Late Breaking News
|Date: July 23, 1998 3:21 pm
Contact: Handgun Control
Robin Terry 202-218-4641
or 800-465-0187 (pager)
|Gun Control Advocates Ask Why Senate Killed 'Kids and Guns' Bills Despite Overwhelming Public Support|
|WASHINGTON - July 23 - The following was released to by Handgun Control
Today, for the second time in two days, the Senate refused to take action to protect children from guns, voting to table legislation that would hold adult gun owners legally responsible for locking up guns away from children.
Just one day earlier, the Senate also tabled legislation that would require the inclusion of child safety locks with every handgun sold in the United States. According to an April 1998 NBC/Wall Street Journal poll, 75 percent of people surveyed support holding a gun owner criminally responsible if a child gains access to firearms and harms another person. An October 1997 Hearst poll showed that 86 percent of the American public supports including child safety locks with all guns sold.
Suzann Wilson, the mother of Brittheny Varner who was killed in the Jonesboro schoolyard shooting, demanded to know why senators would vote against such reasonable proposals. In the Jonesboro case, the two youths allegedly took three unsecured handguns from the home of one of the boys, after unsuccessfully attempting to blowtorch a gun safe. They then obtained rifles from an unlocked cabinet in the home of the boy's grandfather.
"This is insane," said Mrs. Wilson. "How many more children have to die before Congress acts to protect our children from guns? I want answers, not excuses. Next week, Renee Brooks and I will go to Washington and we will ask to meet with congressional leaders and every Senator who voted against these life-saving measures." Renee Brooks lost her 12-year-old daughter, Natalie, in the Jonesboro shooting.
Both proposals were offered as amendments to the 1998 Commerce, State and Justice Appropriations Bill. The child access prevention (CAP) amendment, sponsored by Sen. Dick Durbin (D-Ill.), was modeled after laws currently in effect in 16 states, which require firearms in the home to be locked up out of kids' reach and impose criminal penalties on the gun owner if a child harms someone with an unsecured gun. Contrary to the claims made by Sen. Larry Craig (R-Idaho), the proposal would not have imposed penalties on the gun owner if the gun was obtained by forced entry or break-in. An October 1997 study that appeared in the Journal of the American Medical Association showed that states which passed their own CAP laws experienced a 23 percent drop in unintentional firearm deaths of children aged 14 and younger.
While the child safety lock amendment, sponsored by Sen. Barbara Boxer (D-Calif.), was defeated, the Senate passed a meaningless alternative amendment, offered by Sen. Craig, which simply requires that gun dealers make gun locks available for sale -- something which most gun stores already do. Craig sits on the Board of the National Rifle Association.

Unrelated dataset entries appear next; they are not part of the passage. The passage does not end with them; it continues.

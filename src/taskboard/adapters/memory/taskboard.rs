//! In-memory taskboard repository.

use async_trait::async_trait;
use std::collections::HashMap;
use std::sync::{Arc, RwLock};

use crate::taskboard::{
    domain::{RecordKey, TaskboardRecord},
    ports::{TaskboardRepository, TaskboardRepositoryError, TaskboardRepositoryResult},
};

/// Thread-safe in-memory taskboard repository.
#[derive(Debug, Clone, Default)]
pub struct InMemoryTaskboardRepository {
    state: Arc<RwLock<HashMap<RecordKey, TaskboardRecord>>>,
}

impl InMemoryTaskboardRepository {
    /// Creates an empty in-memory repository.
    #[must_use]
    pub fn new() -> Self {
        Self::default()
    }

    /// Returns the number of stored rows.
    ///
    /// # Errors
    ///
    /// Returns a persistence error when the backing lock is poisoned.
    pub fn len(&self) -> TaskboardRepositoryResult<usize> {
        let state = self.state.read().map_err(|err| {
            TaskboardRepositoryError::persistence(std::io::Error::other(err.to_string()))
        })?;
        Ok(state.len())
    }

    /// Returns whether the repository holds no rows.
    ///
    /// # Errors
    ///
    /// Returns a persistence error when the backing lock is poisoned.
    pub fn is_empty(&self) -> TaskboardRepositoryResult<bool> {
        Ok(self.len()? == 0)
    }
}

#[async_trait]
impl TaskboardRepository for InMemoryTaskboardRepository {
    async fn find(&self, key: &RecordKey) -> TaskboardRepositoryResult<Option<TaskboardRecord>> {
        let state = self.state.read().map_err(|err| {
            TaskboardRepositoryError::persistence(std::io::Error::other(err.to_string()))
        })?;
        Ok(state.get(key).cloned())
    }

    async fn insert(
        &self,
        key: &RecordKey,
        record: &TaskboardRecord,
    ) -> TaskboardRepositoryResult<()> {
        let mut state = self.state.write().map_err(|err| {
            TaskboardRepositoryError::persistence(std::io::Error::other(err.to_string()))
        })?;
        if state.contains_key(key) {
            return Err(TaskboardRepositoryError::DuplicateRecord(*key));
        }
        state.insert(*key, record.clone());
        Ok(())
    }

    async fn update(
        &self,
        key: &RecordKey,
        record: &TaskboardRecord,
    ) -> TaskboardRepositoryResult<()> {
        let mut state = self.state.write().map_err(|err| {
            TaskboardRepositoryError::persistence(std::io::Error::other(err.to_string()))
        })?;
        if !state.contains_key(key) {
            return Err(TaskboardRepositoryError::NotFound(*key));
        }
        state.insert(*key, record.clone());
        Ok(())
    }

    async fn delete(&self, key: &RecordKey) -> TaskboardRepositoryResult<()> {
        let mut state = self.state.write().map_err(|err| {
            TaskboardRepositoryError::persistence(std::io::Error::other(err.to_string()))
        })?;
        state.remove(key);
        Ok(())
    }
}
//! Edit-coalescing policy for the synchronizer.

use chrono::{DateTime, TimeDelta, Utc};
use mockable::Clock;

/// Coalesces rapid successive edits into one durable write.
///
/// The caller notes each edit and polls [`SyncDebounce::flush_due`] from
/// its timer; a flush becomes due once the window has elapsed since the
/// last edit. The policy only reduces write frequency; it gives no
/// correctness guarantee, and an in-flight sync is never aborted when a
/// newer edit arrives. Two overlapping writes race, with the later
/// response determining final durable state.
#[derive(Debug, Clone)]
pub struct SyncDebounce {
    window: TimeDelta,
    last_edit: Option<DateTime<Utc>>,
    dirty: bool,
}

impl SyncDebounce {
    /// Default quiet window before a flush becomes due.
    pub const DEFAULT_WINDOW_MS: i64 = 750;

    /// Creates a policy with the given quiet window.
    #[must_use]
    pub const fn new(window: TimeDelta) -> Self {
        Self {
            window,
            last_edit: None,
            dirty: false,
        }
    }

    /// Creates a policy with the default window.
    #[must_use]
    pub fn with_default_window() -> Self {
        Self::new(TimeDelta::milliseconds(Self::DEFAULT_WINDOW_MS))
    }

    /// Notes that the form state changed.
    pub fn note_edit(&mut self, clock: &impl Clock) {
        self.last_edit = Some(clock.utc());
        self.dirty = true;
    }

    /// Returns whether unflushed edits are pending.
    #[must_use]
    pub const fn is_dirty(&self) -> bool {
        self.dirty
    }

    /// Returns `true` once per quiet window when pending edits should be
    /// flushed, and marks them flushed.
    pub fn flush_due(&mut self, clock: &impl Clock) -> bool {
        if !self.dirty {
            return false;
        }
        let due = self
            .last_edit
            .is_some_and(|at| clock.utc() - at >= self.window);
        if due {
            self.dirty = false;
        }
        due
    }
}

impl Default for SyncDebounce {
    fn default() -> Self {
        Self::with_default_window()
    }
}
//! Form type and form date scalar types.

use super::{ParseFormTypeError, TaskboardDomainError};
use chrono::NaiveDate;
use serde::{Deserialize, Serialize};
use std::fmt;

/// Kind of taskboard form an operator works through during a turn.
#[derive(Debug, Clone, Copy, PartialEq, Eq, Hash, Serialize, Deserialize)]
#[serde(rename_all = "snake_case")]
pub enum FormType {
    /// Normal working day, three shifts.
    DayNormal,
    /// Non-working day, single implicit shift.
    DayNonWorking,
    /// Month-end processing on a working day, three shifts.
    MonthEndNormal,
    /// Month-end processing on a non-working day, single implicit shift.
    MonthEndNonWorking,
}

impl FormType {
    /// Returns the canonical storage representation.
    #[must_use]
    pub const fn as_str(self) -> &'static str {
        match self {
            Self::DayNormal => "day_normal",
            Self::DayNonWorking => "day_nonworking",
            Self::MonthEndNormal => "month_end_normal",
            Self::MonthEndNonWorking => "month_end_nonworking",
        }
    }

    /// Returns the local-cache key prefix for this form type.
    #[must_use]
    pub const fn cache_prefix(self) -> &'static str {
        match self {
            Self::DayNormal => "taskboard-day",
            Self::DayNonWorking => "taskboard-day-nonworking",
            Self::MonthEndNormal => "taskboard-month-end",
            Self::MonthEndNonWorking => "taskboard-month-end-nonworking",
        }
    }

    /// Returns the number of shifts this form type carries.
    ///
    /// Non-working-day forms have a single implicit shift.
    #[must_use]
    pub const fn shift_count(self) -> u8 {
        match self {
            Self::DayNormal | Self::MonthEndNormal => 3,
            Self::DayNonWorking | Self::MonthEndNonWorking => 1,
        }
    }
}

impl TryFrom<&str> for FormType {
    type Error = ParseFormTypeError;

    fn try_from(value: &str) -> Result<Self, Self::Error> {
        let normalized = value.trim().to_ascii_lowercase();
        match normalized.as_str() {
            "day_normal" => Ok(Self::DayNormal),
            "day_nonworking" => Ok(Self::DayNonWorking),
            "month_end_normal" => Ok(Self::MonthEndNormal),
            "month_end_nonworking" => Ok(Self::MonthEndNonWorking),
            _ => Err(ParseFormTypeError(value.to_owned())),
        }
    }
}

impl fmt::Display for FormType {
    fn fmt(&self, f: &mut fmt::Formatter<'_>) -> fmt::Result {
        f.write_str(self.as_str())
    }
}

/// Calendar date keying a taskboard record.
///
/// Persisted as the `YYYY-MM-DD` string key, never as a timestamp.
#[derive(Debug, Clone, Copy, PartialEq, Eq, Hash, Serialize, Deserialize)]
#[serde(transparent)]
pub struct FormDate(NaiveDate);

impl FormDate {
    /// Wraps an already-validated calendar date.
    #[must_use]
    pub const fn new(date: NaiveDate) -> Self {
        Self(date)
    }

    /// Parses a storage key of the form `YYYY-MM-DD`.
    ///
    /// # Errors
    ///
    /// Returns [`TaskboardDomainError::InvalidFormDate`] when the key does
    /// not parse as a calendar date.
    pub fn from_key(key: &str) -> Result<Self, TaskboardDomainError> {
        NaiveDate::parse_from_str(key.trim(), "%Y-%m-%d")
            .map(Self)
            .map_err(|_| TaskboardDomainError::InvalidFormDate(key.to_owned()))
    }

    /// Returns the `YYYY-MM-DD` storage key.
    #[must_use]
    pub fn storage_key(&self) -> String {
        self.0.format("%Y-%m-%d").to_string()
    }

    /// Returns the wrapped calendar date.
    #[must_use]
    pub const fn into_inner(self) -> NaiveDate {
        self.0
    }
}

impl fmt::Display for FormDate {
    fn fmt(&self, f: &mut fmt::Formatter<'_>) -> fmt::Result {
        write!(f, "{}", self.0.format("%Y-%m-%d"))
    }
}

"How many more children must die in school shootings, unintentional shootings and impulse suicides in the home before our lawmakers will act?" said Sarah Brady, chair of Handgun Control Inc. "Including child safety locks with every handgun sold is no different from including seat belts with every new car. If gun owners and gun manufacturers are not responsible for keeping guns out of the hands of children, then who is? I wonder if the senators who voted against these two common-sense amendments have the courage to face Suzann Wilson and Renee Brooks and tell them why they won't protect children from guns."
According to a 1997 study conducted by the Centers for Disease Control and Prevention, the rate of firearm deaths among children 14 years old and under is nearly 12 times higher in the United States than in 125 other industrialized countries combined. The unintentional firearm-related death rate for children 0-14 years old is nine times higher in the United States than in the 25 other countries combined. The suicide rate for children 0-14 years old is twice as high in the United States than in 25 other industrialized countries combined. There is no difference in the non-firearm suicide rate between the United States and the other 25 other countries. Virtually all the difference is attributable to suicides being committed with guns in the United States.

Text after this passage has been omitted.